Bragg’s book examines the lives of a number of different individuals, individuals tied to the mills--cotton pickers, mill workers, one of whom is a baseball champ and another plays the guitar, and a despicable, heartless mill manager, William Greenleaf. Each chapter looks at one person’s life. Thus, the book does run in chronological order. Some lived through the First World War, some during the second. Some were at the mill in Jacksonville when it closed in 2001. 197 employees were laid off.
The people we look at are to be seen as representatives of the many that lived such lives. With the fall of the American textile industry, these people’s lives, lives that were bad from the start, became worse.
That we are shown a mill manager, and not just those working under him, is good. Just as the workers are representative of other workers, he too is representative of other managers. It is understandable the hatred the workers felt toward him. What is harder to comprehend is the workers’ attachment to their hometown and their inability to even imagine a life other than one coupled to the mill. Other job opportunities were of course scarce. We are told that the bonds that tied members of the community together were strong, but this as a reason to stay is incomprehensible to me. A few did leave. Here in this book, we look at those who stayed.
It is important to note that the author does not analyze or compare those who remained and those who stayed. I wish he had. Few people are willing to leave what they have, regardless of how bad their situation may be. This remains true still today.
In any case, I am glad to have read the book. It has given me a peephole into the lives of mill workers of past generations.
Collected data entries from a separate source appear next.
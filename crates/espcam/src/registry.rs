// SPDX-License-Identifier: Apache-2.0
// Copyright 2025 Au-Zone Technologies

//! The camera peripheral can only be driven by one device at a time. A
//! [`DeviceRegistry`] hands out a single [`DeviceLease`]; a device must hold
//! it to be active and gives it back on deinit or drop.

use crate::Error;
use std::cell::Cell;

/// Issues at most one outstanding [`DeviceLease`].
#[derive(Debug, Default)]
pub struct DeviceRegistry {
    held: Cell<bool>,
    issued: Cell<u64>,
}

impl DeviceRegistry {
    pub fn new() -> Self {
        Self::default()
    }

    /// Take the lease. Fails with `InvalidState` while another device holds
    /// it.
    pub fn acquire(&self) -> Result<DeviceLease<'_>, Error> {
        if self.held.get() {
            return Err(Error::InvalidState(
                "another camera device is already active".to_string(),
            ));
        }
        let id = self.issued.get() + 1;
        self.issued.set(id);
        self.held.set(true);
        log::debug!("camera lease {} acquired", id);
        Ok(DeviceLease { registry: self, id })
    }

    pub fn is_held(&self) -> bool {
        self.held.get()
    }
}

/// Proof of being the one active device. Released on drop.
#[derive(Debug)]
pub struct DeviceLease<'r> {
    registry: &'r DeviceRegistry,
    id: u64,
}

impl DeviceLease<'_> {
    pub fn id(&self) -> u64 {
        self.id
    }
}

impl Drop for DeviceLease<'_> {
    fn drop(&mut self) {
        log::debug!("camera lease {} released", self.id);
        self.registry.held.set(false);
    }
}

#[cfg(test)]
mod tests {
    use super::*;

    #[test]
    fn test_single_lease() {
        let registry = DeviceRegistry::new();
        let lease = registry.acquire().unwrap();
        assert!(registry.is_held());
        assert!(matches!(registry.acquire(), Err(Error::InvalidState(_))));

        drop(lease);
        assert!(!registry.is_held());

        let again = registry.acquire().unwrap();
        assert_eq!(again.id(), 2);
    }
}
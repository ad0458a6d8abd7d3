// SPDX-License-Identifier: Apache-2.0
// Copyright 2025 Au-Zone Technologies

//! [`Driver`] and [`Converter`] over the esp32-camera library.

use crate::{
    check,
    driver::{Control, Converter, Driver, DriverConfig, RawFrame, SensorInfo},
    format::{FrameSize, PixelFormat},
    Error,
};
use espcam_sys as ffi;
use std::{
    ffi::CStr,
    fmt,
    os::raw::c_int,
    ptr::{self, NonNull},
    slice, thread,
    time::{Duration, Instant},
};
use unix_ts::Timestamp;

const POLL_INTERVAL: Duration = Duration::from_millis(1);

/// Frame buffer on loan from the esp32-camera driver. Must be handed back
/// through [`Driver::return_frame`].
pub struct EspFrame {
    fb: NonNull<ffi::camera_fb_t>,
    format: PixelFormat,
}

impl EspFrame {
    fn raw(&self) -> &ffi::camera_fb_t {
        // SAFETY: the driver keeps the buffer alive until it is returned,
        // which consumes this frame.
        unsafe { self.fb.as_ref() }
    }

    fn as_mut_ptr(&self) -> *mut ffi::camera_fb_t {
        self.fb.as_ptr()
    }
}

impl RawFrame for EspFrame {
    fn data(&self) -> &[u8] {
        let fb = self.raw();
        if fb.buf.is_null() {
            return &[];
        }
        // SAFETY: buf holds len bytes for as long as the frame is on loan.
        unsafe { slice::from_raw_parts(fb.buf, fb.len) }
    }

    fn width(&self) -> u32 {
        self.raw().width as u32
    }

    fn height(&self) -> u32 {
        self.raw().height as u32
    }

    fn format(&self) -> PixelFormat {
        self.format
    }

    fn timestamp(&self) -> Timestamp {
        let tv = self.raw().timestamp;
        Timestamp::new(tv.tv_sec, (tv.tv_usec as u32).saturating_mul(1000))
    }
}

impl fmt::Debug for EspFrame {
    fn fmt(&self, f: &mut fmt::Formatter) -> fmt::Result {
        write!(
            f,
            "EspFrame {}x{} {} len:{} ptr:{:?}",
            self.width(),
            self.height(),
            self.format,
            self.len(),
            self.fb
        )
    }
}
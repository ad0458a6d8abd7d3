// SPDX-License-Identifier: Apache-2.0
// Copyright 2025 Au-Zone Technologies

//! Property access through the keyword-argument binding, the same path a
//! scripting host takes.

use crate::error::CliError;
use crate::utils::{self, CameraArgs, Global};
use clap::Args as ClapArgs;
use espcam::{
    binding::{Camera, Kwargs},
    board::Board,
    driver::Converter,
    esp::EspDriver,
    format::{FrameSize, GainCeiling},
    registry::DeviceRegistry,
    sensor::{self, PropertyKind, PROPERTIES},
    simulated::SimulatedDriver,
    Error,
};
use serde_json::{Map, Value};

#[derive(ClapArgs, Debug)]
pub struct GetArgs {
    /// Property names (all properties when omitted)
    names: Vec<String>,

    #[command(flatten)]
    camera: CameraArgs,
}

#[derive(ClapArgs, Debug)]
pub struct SetArgs {
    /// Property name
    name: String,

    /// New value: integer, true/false, or a constant name for frame_size
    /// and gainceiling
    value: String,

    #[command(flatten)]
    camera: CameraArgs,
}

fn construct<'r, D: Converter>(
    driver: D,
    registry: &'r DeviceRegistry,
    board: Board,
    camera: &CameraArgs,
) -> Result<Camera<'r, D>, CliError> {
    let kwargs: Kwargs = camera.kwargs();
    Ok(Camera::construct_with_defaults(
        driver,
        registry,
        board.defaults(),
        &kwargs,
    )?)
}

pub fn execute_get(args: GetArgs, global: &Global) -> Result<(), CliError> {
    let names: Vec<&str> = if args.names.is_empty() {
        PROPERTIES.iter().map(|prop| prop.name).collect()
    } else {
        for name in &args.names {
            sensor::lookup(name)?;
        }
        args.names.iter().map(String::as_str).collect()
    };
    let board = utils::resolve_board(global)?;

    let values = if global.simulate {
        get(SimulatedDriver::new(), board, &args.camera, &names)?
    } else {
        get(EspDriver::load()?, board, &args.camera, &names)?
    };

    if global.json {
        println!("{}", serde_json::to_string_pretty(&Value::Object(values))?);
    } else {
        for (name, value) in &values {
            println!("{} = {}", name, describe(name, value));
        }
    }
    Ok(())
}

fn get<D: Converter>(
    driver: D,
    board: Board,
    camera: &CameraArgs,
    names: &[&str],
) -> Result<Map<String, Value>, CliError> {
    let registry = DeviceRegistry::new();
    let mut camera = construct(driver, &registry, board, camera)?;

    let mut values = Map::new();
    for &name in names {
        let value = match camera.get(name) {
            Ok(value) => value,
            Err(Error::Unsupported(msg)) => {
                log::debug!("{}: {}", name, msg);
                Value::Null
            }
            Err(err) => return Err(err.into()),
        };
        values.insert(name.to_string(), value);
    }
    camera.exit()?;
    Ok(values)
}

pub fn execute_set(args: SetArgs, global: &Global) -> Result<(), CliError> {
    sensor::lookup(&args.name)?;
    let value = parse_value(&args.value);
    let board = utils::resolve_board(global)?;

    let (current, warnings) = if global.simulate {
        set(SimulatedDriver::new(), board, &args, &value)?
    } else {
        set(EspDriver::load()?, board, &args, &value)?
    };

    if global.json {
        let mut report = Map::new();
        report.insert("name".into(), Value::from(args.name.as_str()));
        report.insert("requested".into(), value);
        report.insert("value".into(), current);
        report.insert("warnings".into(), Value::from(warnings));
        println!("{}", serde_json::to_string_pretty(&Value::Object(report))?);
    } else {
        println!("{} = {}", args.name, describe(&args.name, &current));
        for warning in warnings {
            println!("warning: {}", warning);
        }
    }
    Ok(())
}

fn set<D: Converter>(
    driver: D,
    board: Board,
    args: &SetArgs,
    value: &Value,
) -> Result<(Value, Vec<String>), CliError> {
    let registry = DeviceRegistry::new();
    let mut camera = construct(driver, &registry, board, &args.camera)?;
    camera.drain_warnings();

    camera.set(&args.name, value)?;
    let current = camera.get(&args.name)?;
    let warnings = camera
        .drain_warnings()
        .iter()
        .map(ToString::to_string)
        .collect();
    camera.exit()?;
    Ok((current, warnings))
}

/// Interpret a command-line value the way a scripting host would pass it
fn parse_value(s: &str) -> Value {
    match s.to_ascii_lowercase().as_str() {
        "true" | "on" => return Value::Bool(true),
        "false" | "off" => return Value::Bool(false),
        _ => {}
    }
    match s.parse::<i64>() {
        Ok(v) => Value::from(v),
        Err(_) => Value::from(s),
    }
}

/// Value with its constant name where one exists
fn describe(name: &str, value: &Value) -> String {
    let kind = sensor::lookup(name).map(|prop| prop.kind).ok();
    let constant = value
        .as_u64()
        .and_then(|raw| u32::try_from(raw).ok())
        .and_then(|raw| match kind {
            Some(PropertyKind::FrameSize) => FrameSize::from_raw(raw).map(|v| v.name()),
            Some(PropertyKind::GainCeiling) => GainCeiling::from_raw(raw).map(|v| v.name()),
            _ => None,
        });
    match (value, constant) {
        (Value::Null, _) => "(unsupported)".to_string(),
        (Value::String(s), _) => s.clone(),
        (_, Some(constant)) => format!("{} ({})", value, constant),
        _ => value.to_string(),
    }
}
I like very much the author’s own narration of his book. He reads very slowly. He knows where he wants the pauses to be and which words he wants emphasized. The reading wonderfully matches the prose. I suggest listening to the book rather than reading it. Of course, he uses the dialect of where he comes from, Alabama, and this matches wonderfully those whose life stories he tells. The book is read as it should be read. I have given the narration four stars.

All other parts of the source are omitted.